NucQTL_genes=read.table("../data/perm_QTL_trans/filtered_APApeaks_merged_allchrom_refseqGenes_pheno_Nuclear_transcript_permResBH.txt", stringsAsFactors = F, header=T) %>% mutate(sig=ifelse(-log10(bh)>=1, 1,0 )) %>% separate(pid, sep = ":", into=c("chr", "start", "end", "id")) %>% separate(id, sep = "_", into=c("gene", "strand", "peak")) %>% filter(sig==1) %>% select(gene) %>% distinct(gene)
#715 genes
#write this out as NucAPAGenes
write.table(NucQTL_genes, "../data/perm_QTL_trans/NucApaGenes.txt", row.names = F, col.names = F, quote=F)

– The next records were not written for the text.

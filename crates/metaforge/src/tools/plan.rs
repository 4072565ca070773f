//! Tag classification and execution ordering.

use serde::{Deserialize, Serialize};
use tracing::{debug, trace};

use crate::lpml::{Element, Node};

/// A tool that runs as soon as its response is processed.
#[derive(Debug, Clone, Copy, PartialEq, Eq, Hash)]
pub enum ToolKind {
    /// `create_file`
    CreateFile,
    /// `edit_file`
    EditFile,
    /// `delete_file`
    DeleteFile,
    /// `move_file`
    MoveFile,
    /// `read_file`
    ReadFile,
    /// `list_files`
    ListFiles,
    /// `preview`
    Preview,
    /// `take_screenshot`
    TakeScreenshot,
}

impl ToolKind {
    /// Every immediate tool.
    pub const ALL: [ToolKind; 8] = [
        ToolKind::CreateFile,
        ToolKind::EditFile,
        ToolKind::DeleteFile,
        ToolKind::MoveFile,
        ToolKind::ReadFile,
        ToolKind::ListFiles,
        ToolKind::Preview,
        ToolKind::TakeScreenshot,
    ];

    /// Look up a tool by tag name.
    pub fn from_tag(tag: &str) -> Option<Self> {
        Self::ALL.into_iter().find(|kind| kind.tag() == tag)
    }

    /// The tag name that invokes this tool.
    pub fn tag(&self) -> &'static str {
        match self {
            ToolKind::CreateFile => "create_file",
            ToolKind::EditFile => "edit_file",
            ToolKind::DeleteFile => "delete_file",
            ToolKind::MoveFile => "move_file",
            ToolKind::ReadFile => "read_file",
            ToolKind::ListFiles => "list_files",
            ToolKind::Preview => "preview",
            ToolKind::TakeScreenshot => "take_screenshot",
        }
    }
}

/// A tag that ends the agent's turn.
#[derive(Debug, Clone, Copy, PartialEq, Eq, Hash, Serialize, Deserialize)]
#[serde(rename_all = "lowercase")]
pub enum InterruptKind {
    /// The agent needs input from the user.
    Ask,
    /// The agent considers the task done.
    Finish,
}

impl InterruptKind {
    /// Tag name.
    pub fn tag(&self) -> &'static str {
        match self {
            InterruptKind::Ask => "ask",
            InterruptKind::Finish => "finish",
        }
    }

    fn from_tag(tag: &str) -> Option<Self> {
        match tag {
            "ask" => Some(InterruptKind::Ask),
            "finish" => Some(InterruptKind::Finish),
            _ => None,
        }
    }
}

/// Which interrupt is reported when one response contains several.
#[derive(Debug, Clone, Copy, Default, PartialEq, Eq, Serialize, Deserialize)]
#[serde(rename_all = "lowercase")]
pub enum InterruptPrecedence {
    /// Keep the first interrupt in document order.
    First,
    /// Keep the last interrupt in document order.
    #[default]
    Last,
}

/// The interrupt a response ended with.
#[derive(Debug, Clone, PartialEq, Eq, Serialize, Deserialize)]
pub struct Interrupt {
    /// Ask or finish.
    pub kind: InterruptKind,
    /// Trimmed text of the tag: the question or the summary.
    pub value: String,
}

/// What a tag means to the orchestrator.
#[derive(Debug, Clone, Copy, PartialEq, Eq)]
pub enum TagClass {
    /// Run now.
    Immediate(ToolKind),
    /// End the turn.
    Interrupt(InterruptKind),
    /// Agent's own notes; no effect.
    Annotation,
    /// Not part of the vocabulary; ignored.
    Unknown,
}

const ANNOTATION_TAGS: [&str; 3] = ["thinking", "plan", "report"];

/// Classify a tag name.
pub fn classify(tag: &str) -> TagClass {
    if let Some(kind) = ToolKind::from_tag(tag) {
        TagClass::Immediate(kind)
    } else if let Some(kind) = InterruptKind::from_tag(tag) {
        TagClass::Interrupt(kind)
    } else if ANNOTATION_TAGS.contains(&tag) {
        TagClass::Annotation
    } else {
        TagClass::Unknown
    }
}

/// One immediate tool call, borrowing its element from the parsed tree.
#[derive(Debug, Clone, Copy)]
pub struct Invocation<'a> {
    /// Which tool.
    pub kind: ToolKind,
    /// The element carrying the attributes and body.
    pub element: &'a Element,
}

impl Invocation<'_> {
    fn path(&self) -> &str {
        self.element.attr("path").unwrap_or_default()
    }

    /// Line an edit is anchored at. `start` when given, otherwise `end`
    /// (the usual `insert_after` shape). Unparseable values sort as 0.
    fn anchor_line(&self) -> u64 {
        self.element
            .attr("start")
            .or_else(|| self.element.attr("end"))
            .and_then(|value| value.trim().parse().ok())
            .unwrap_or(0)
    }
}

/// Immediate tools in execution order plus the interrupt, if any.
#[derive(Debug, Clone, Default)]
pub struct ExecutionPlan<'a> {
    /// Tools to run, in order.
    pub immediate: Vec<Invocation<'a>>,
    /// Interrupt that ends the turn.
    pub interrupt: Option<Interrupt>,
}

impl<'a> ExecutionPlan<'a> {
    /// Build a plan from the top-level nodes of a parsed response.
    ///
    /// Nested elements are never classified; a `<finish>` inside a
    /// `<thinking>` block does nothing.
    pub fn build(tree: &'a [Node], precedence: InterruptPrecedence) -> Self {
        let mut immediate = Vec::new();
        let mut interrupt: Option<Interrupt> = None;

        for element in tree.iter().filter_map(Node::as_element) {
            match classify(&element.tag) {
                TagClass::Immediate(kind) => immediate.push(Invocation { kind, element }),
                TagClass::Interrupt(kind) => {
                    if let Some(existing) = &interrupt {
                        if precedence == InterruptPrecedence::First {
                            debug!(kept = existing.kind.tag(), dropped = kind.tag(), "extra interrupt ignored");
                            continue;
                        }
                        debug!(kept = kind.tag(), dropped = existing.kind.tag(), "interrupt replaced");
                    }
                    interrupt = Some(Interrupt {
                        kind,
                        value: element.text().trim().to_string(),
                    });
                }
                TagClass::Annotation => trace!(tag = %element.tag, "annotation skipped"),
                TagClass::Unknown => debug!(tag = %element.tag, "unknown tag ignored"),
            }
        }

        Self {
            immediate: order_edits(immediate),
            interrupt,
        }
    }

    /// True when there is nothing to do.
    pub fn is_empty(&self) -> bool {
        self.immediate.is_empty() && self.interrupt.is_none()
    }
}

/// Group every `edit_file` at the position of the first one, sorted by path
/// and then bottom-up, so earlier edits never shift the line numbers of
/// later edits to the same file. Everything else keeps its relative order.
fn order_edits(ops: Vec<Invocation<'_>>) -> Vec<Invocation<'_>> {
    let Some(first_edit) = ops.iter().position(|op| op.kind == ToolKind::EditFile) else {
        return ops;
    };

    let (mut edits, others): (Vec<_>, Vec<_>) = ops
        .into_iter()
        .partition(|op| op.kind == ToolKind::EditFile);
    edits.sort_by(|a, b| {
        a.path()
            .cmp(b.path())
            .then_with(|| b.anchor_line().cmp(&a.anchor_line()))
    });

    let mut others = others.into_iter();
    let mut ordered = Vec::with_capacity(edits.len() + others.len());
    ordered.extend(others.by_ref().take(first_edit));
    ordered.extend(edits);
    ordered.extend(others);
    ordered
}

#[cfg(test)]
#[allow(clippy::unwrap_used, clippy::expect_used)]
mod tests {
    use super::*;
    use crate::lpml::{ParseOptions, parse};

    fn tree(text: &str) -> Vec<Node> {
        parse(text, &ParseOptions::agent())
    }

    fn summary(plan: &ExecutionPlan<'_>) -> Vec<String> {
        plan.immediate
            .iter()
            .map(|op| match op.element.attr("path") {
                Some(path) => format!("{}:{}:{}", op.kind.tag(), path, op.element.attr("start").unwrap_or("-")),
                None => op.kind.tag().to_string(),
            })
            .collect()
    }

    #[test]
    fn test_classify() {
        assert_eq!(classify("create_file"), TagClass::Immediate(ToolKind::CreateFile));
        assert_eq!(classify("take_screenshot"), TagClass::Immediate(ToolKind::TakeScreenshot));
        assert_eq!(classify("ask"), TagClass::Interrupt(InterruptKind::Ask));
        assert_eq!(classify("finish"), TagClass::Interrupt(InterruptKind::Finish));
        assert_eq!(classify("thinking"), TagClass::Annotation);
        assert_eq!(classify("report"), TagClass::Annotation);
        assert_eq!(classify("launch_missiles"), TagClass::Unknown);
    }

    #[test]
    fn test_tool_kind_tags_round_trip() {
        for kind in ToolKind::ALL {
            assert_eq!(ToolKind::from_tag(kind.tag()), Some(kind));
        }
        assert_eq!(ToolKind::from_tag("ask"), None);
    }

    #[test]
    fn test_edits_sorted_bottom_up_within_file() {
        let nodes = tree(concat!(
            r#"<edit_file path="a.txt" start="2" end="2" mode="replace">x</edit_file>"#,
            r#"<edit_file path="a.txt" start="8" end="8" mode="replace">y</edit_file>"#,
            r#"<edit_file path="a.txt" start="5" end="5" mode="delete"></edit_file>"#,
        ));
        let plan = ExecutionPlan::build(&nodes, InterruptPrecedence::Last);

        assert_eq!(
            summary(&plan),
            vec!["edit_file:a.txt:8", "edit_file:a.txt:5", "edit_file:a.txt:2"]
        );
    }

    #[test]
    fn test_edits_grouped_at_first_edit_position() {
        let nodes = tree(concat!(
            r#"<list_files />"#,
            r#"<edit_file path="b.txt" start="1" end="1" mode="replace">x</edit_file>"#,
            r#"<read_file path="a.txt" />"#,
            r#"<edit_file path="a.txt" start="3" end="3" mode="replace">y</edit_file>"#,
            r#"<preview />"#,
        ));
        let plan = ExecutionPlan::build(&nodes, InterruptPrecedence::Last);

        assert_eq!(
            summary(&plan),
            vec![
                "list_files",
                "edit_file:a.txt:3",
                "edit_file:b.txt:1",
                "read_file:a.txt:-",
                "preview",
            ]
        );
    }

    #[test]
    fn test_unparseable_start_sorts_as_zero() {
        let nodes = tree(concat!(
            r#"<edit_file path="a.txt" start="soon" end="1" mode="replace">x</edit_file>"#,
            r#"<edit_file path="a.txt" start="4" end="4" mode="replace">y</edit_file>"#,
        ));
        let plan = ExecutionPlan::build(&nodes, InterruptPrecedence::Last);

        assert_eq!(
            summary(&plan),
            vec!["edit_file:a.txt:4", "edit_file:a.txt:soon"]
        );
    }

    #[test]
    fn test_insert_after_without_start_anchors_on_end() {
        let nodes = tree(concat!(
            r#"<edit_file path="a.txt" end="2" mode="insert_after">x</edit_file>"#,
            r#"<edit_file path="a.txt" start="6" end="6" mode="delete"></edit_file>"#,
            r#"<edit_file path="a.txt" end="9" mode="insert_after">z</edit_file>"#,
        ));
        let plan = ExecutionPlan::build(&nodes, InterruptPrecedence::Last);
        let ends: Vec<_> = plan
            .immediate
            .iter()
            .map(|op| op.element.attr("end").unwrap())
            .collect();

        assert_eq!(ends, vec!["9", "6", "2"]);
    }

    #[test]
    fn test_non_edit_order_preserved() {
        let nodes = tree(concat!(
            r#"<create_file path="b.txt">b</create_file>"#,
            r#"<delete_file path="a.txt" />"#,
            r#"<move_file path="b.txt" new_path="c.txt" />"#,
        ));
        let plan = ExecutionPlan::build(&nodes, InterruptPrecedence::Last);

        assert_eq!(
            summary(&plan),
            vec!["create_file:b.txt:-", "delete_file:a.txt:-", "move_file:b.txt:-"]
        );
    }

    #[test]
    fn test_last_interrupt_wins_by_default() {
        let nodes = tree("<ask> Which color? </ask><finish>Done.</finish>");
        let plan = ExecutionPlan::build(&nodes, InterruptPrecedence::Last);

        assert_eq!(
            plan.interrupt,
            Some(Interrupt {
                kind: InterruptKind::Finish,
                value: "Done.".to_string()
            })
        );
    }

    #[test]
    fn test_first_interrupt_precedence() {
        let nodes = tree("<ask> Which color? </ask><finish>Done.</finish>");
        let plan = ExecutionPlan::build(&nodes, InterruptPrecedence::First);

        assert_eq!(
            plan.interrupt,
            Some(Interrupt {
                kind: InterruptKind::Ask,
                value: "Which color?".to_string()
            })
        );
    }

    #[test]
    fn test_nested_tags_not_classified() {
        let nodes = tree("<thinking>maybe <finish>done</finish> and <list_files /></thinking>");
        let plan = ExecutionPlan::build(&nodes, InterruptPrecedence::Last);

        assert!(plan.is_empty());
    }

    #[test]
    fn test_unknown_and_text_ignored() {
        let nodes = tree("Sure thing.\n<frobnicate x=\"1\" />\n<plan>steps</plan>");
        let plan = ExecutionPlan::build(&nodes, InterruptPrecedence::Last);

        assert!(plan.is_empty());
    }
}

TotQTL_genes=read.table("../data/perm_QTL_trans/filtered_APApeaks_merged_allchrom_refseqGenes_pheno_Total_transcript_permResBH.txt", stringsAsFactors = F, header=T) %>% mutate(sig=ifelse(-log10(bh)>=1, 1,0 )) %>% separate(pid, sep = ":", into=c("chr", "start", "end", "id")) %>% separate(id, sep = "_", into=c("gene", "strand", "peak")) %>% filter(sig==1) %>% select(gene) %>% distinct(gene)
#106 genes
#write out as TotAPAGenes
write.table(TotQTL_genes, "../data/perm_QTL_trans/TotApaGenes.txt", row.names = F, col.names = F, quote=F)

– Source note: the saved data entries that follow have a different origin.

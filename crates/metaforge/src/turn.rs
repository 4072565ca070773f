//! One agent turn: parse a response, run its tools, build the next context.

use std::sync::Arc;

use serde::Serialize;
use tokio::sync::watch;

use crate::config::EngineConfig;
use crate::lpml::{self, ParseWarning};
use crate::tools::{Interrupt, RenderSurface, ToolExecutor, ToolResult};
use crate::vfs::VirtualFs;

/// An image handed to the agent alongside its next context block.
#[derive(Debug, Clone, PartialEq, Eq)]
pub struct Attachment {
    /// Always `image/png` for screenshots.
    pub mime_type: &'static str,
    /// Raw image bytes.
    pub data: Vec<u8>,
}

/// What a turn produced.
#[derive(Debug, Clone, Default, PartialEq, Eq, Serialize)]
pub struct TurnOutcome {
    /// One result per executed tool.
    pub results: Vec<ToolResult>,
    /// How the agent ended the turn, if it did.
    pub interrupt: Option<Interrupt>,
    /// Parser recoveries in the response.
    pub warnings: Vec<ParseWarning>,
}

impl TurnOutcome {
    /// True when the agent asked a question or finished.
    ///
    /// Otherwise the host sends [`context`](Self::context) back and the
    /// agent keeps going.
    pub fn is_final(&self) -> bool {
        self.interrupt.is_some()
    }

    /// The `<tool_outputs>` block for the next request.
    pub fn context(&self) -> Option<String> {
        render_tool_outputs(&self.results)
    }

    /// Screenshots captured this turn.
    pub fn attachments(&self) -> Vec<Attachment> {
        self.results
            .iter()
            .filter_map(|result| result.payload.clone())
            .map(|data| Attachment {
                mime_type: "image/png",
                data,
            })
            .collect()
    }
}

/// Render results as the context block fed back to the agent.
///
/// Returns `None` when there is nothing to report.
pub fn render_tool_outputs(results: &[ToolResult]) -> Option<String> {
    if results.is_empty() {
        return None;
    }
    let lines: Vec<String> = results.iter().map(ToolResult::context_line).collect();
    Some(format!("<tool_outputs>\n{}\n</tool_outputs>", lines.join("\n")))
}

/// Owns a project's files and applies agent responses to them.
#[derive(Debug)]
pub struct Engine {
    fs: VirtualFs,
    executor: ToolExecutor,
}

impl Engine {
    /// Create an engine over `fs`.
    pub fn new(fs: VirtualFs, config: EngineConfig) -> Self {
        Self {
            fs,
            executor: ToolExecutor::new(config),
        }
    }

    /// Attach a preview surface.
    pub fn with_surface(mut self, surface: Arc<dyn RenderSurface>) -> Self {
        self.executor = self.executor.with_surface(surface);
        self
    }

    /// Abandon screenshot waits once `cancel` becomes true.
    pub fn with_cancellation(mut self, cancel: watch::Receiver<bool>) -> Self {
        self.executor = self.executor.with_cancellation(cancel);
        self
    }

    /// The active configuration.
    pub fn config(&self) -> &EngineConfig {
        self.executor.config()
    }

    /// Current project files.
    pub fn fs(&self) -> &VirtualFs {
        &self.fs
    }

    /// Mutable access, e.g. to register change listeners.
    pub fn fs_mut(&mut self) -> &mut VirtualFs {
        &mut self.fs
    }

    /// Give back the files.
    pub fn into_fs(self) -> VirtualFs {
        self.fs
    }

    /// Apply one agent response.
    pub async fn run_turn(&mut self, response: &str) -> TurnOutcome {
        let document = lpml::parse_document(response, &self.executor.config().parse);
        for warning in &document.warnings {
            tracing::warn!(?warning, "recovered while parsing response");
        }

        let execution = self.executor.execute(&mut self.fs, &document.nodes).await;
        tracing::info!(
            tools = execution.results.len(),
            failed = execution.results.iter().filter(|r| !r.is_success()).count(),
            interrupted = execution.interrupt.is_some(),
            "turn complete"
        );

        TurnOutcome {
            results: execution.results,
            interrupt: execution.interrupt,
            warnings: document.warnings,
        }
    }
}

#[cfg(test)]
#[allow(clippy::unwrap_used, clippy::expect_used)]
mod tests {
    use super::*;
    use crate::tools::InterruptKind;

    #[test]
    fn test_render_tool_outputs() {
        let results = vec![
            ToolResult::success("delete_file", "Deleted a.txt", "Deleted a.txt"),
            ToolResult::error("move_file", "file not found: b.txt"),
        ];

        assert_eq!(
            render_tool_outputs(&results).unwrap(),
            "<tool_outputs>\n[delete_file] Deleted a.txt\n[System Error] <move_file>: file not found: b.txt\n</tool_outputs>"
        );
        assert_eq!(render_tool_outputs(&[]), None);
    }

    #[tokio::test]
    async fn test_turn_without_tools_has_no_context() {
        let mut engine = Engine::new(VirtualFs::new(), EngineConfig::default());
        let outcome = engine.run_turn("<finish>All done.</finish>").await;

        assert!(outcome.is_final());
        assert_eq!(outcome.context(), None);
        assert_eq!(outcome.interrupt.unwrap().kind, InterruptKind::Finish);
    }

    #[tokio::test]
    async fn test_turn_collects_parse_warnings() {
        let mut engine = Engine::new(VirtualFs::new(), EngineConfig::default());
        let outcome = engine.run_turn("stray </div> then <list_files />").await;

        assert!(!outcome.is_final());
        assert_eq!(
            outcome.warnings,
            vec![ParseWarning::UnmatchedEndTag {
                tag: "div".to_string()
            }]
        );
        assert_eq!(outcome.results.len(), 1);
    }

    #[test]
    fn test_attachments_from_payloads() {
        let outcome = TurnOutcome {
            results: vec![
                ToolResult::success("list_files", "", "Listed 0 files"),
                ToolResult::success("take_screenshot", "Captured.", "Screenshot captured")
                    .with_payload(vec![7, 7]),
            ],
            ..Default::default()
        };

        assert_eq!(
            outcome.attachments(),
            vec![Attachment {
                mime_type: "image/png",
                data: vec![7, 7]
            }]
        );
    }
}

I need to find a way to get rid of these from the files I cam pulling from.
/project2/gilad/briana/threeprimeseq/data/nominal_APAqtl_trans/filtered_APApeaks_merged_allchrom_refseqGenes_pheno_Nuclear_NomRes.txt
/project2/gilad/briana/threeprimeseq/data/nominal_APAqtl_trans/filtered_APApeaks_merged_allchrom_refseqGenes_pheno_Total_NomRes.txt
I can create an python script to do this. I will need to seperate the first column and and only write the line out if the gene is in the apaGenes files I just created.
filterSigGenes.py
#python
#genes with sig ApaQTL
TotGenes=open("/project2/gilad/briana/threeprimeseq/data/random_QTLsnps/sig_genes/TotApaGenes.txt", "r")
NucGenes=open("/project2/gilad/briana/threeprimeseq/data/random_QTLsnps/sig_genes/NucApaGenes.txt", "r")
#nom res (with all snps tested)
NucRes=open("/project2/gilad/briana/threeprimeseq/data/nominal_APAqtl_trans/filtered_APApeaks_merged_allchrom_refseqGenes_pheno_Nuclear_NomRes.txt", "r")
TotRes=open("/project2/gilad/briana/threeprimeseq/data/nominal_APAqtl_trans/filtered_APApeaks_merged_allchrom_refseqGenes_pheno_Total_NomRes.txt", "r")
#output files:
Nuc_nonSig=open("/project2/gilad/briana/threeprimeseq/data/random_QTLsnps/nomRes_nonsig/NucTestedSnps_nonSigGenes.txt", "w")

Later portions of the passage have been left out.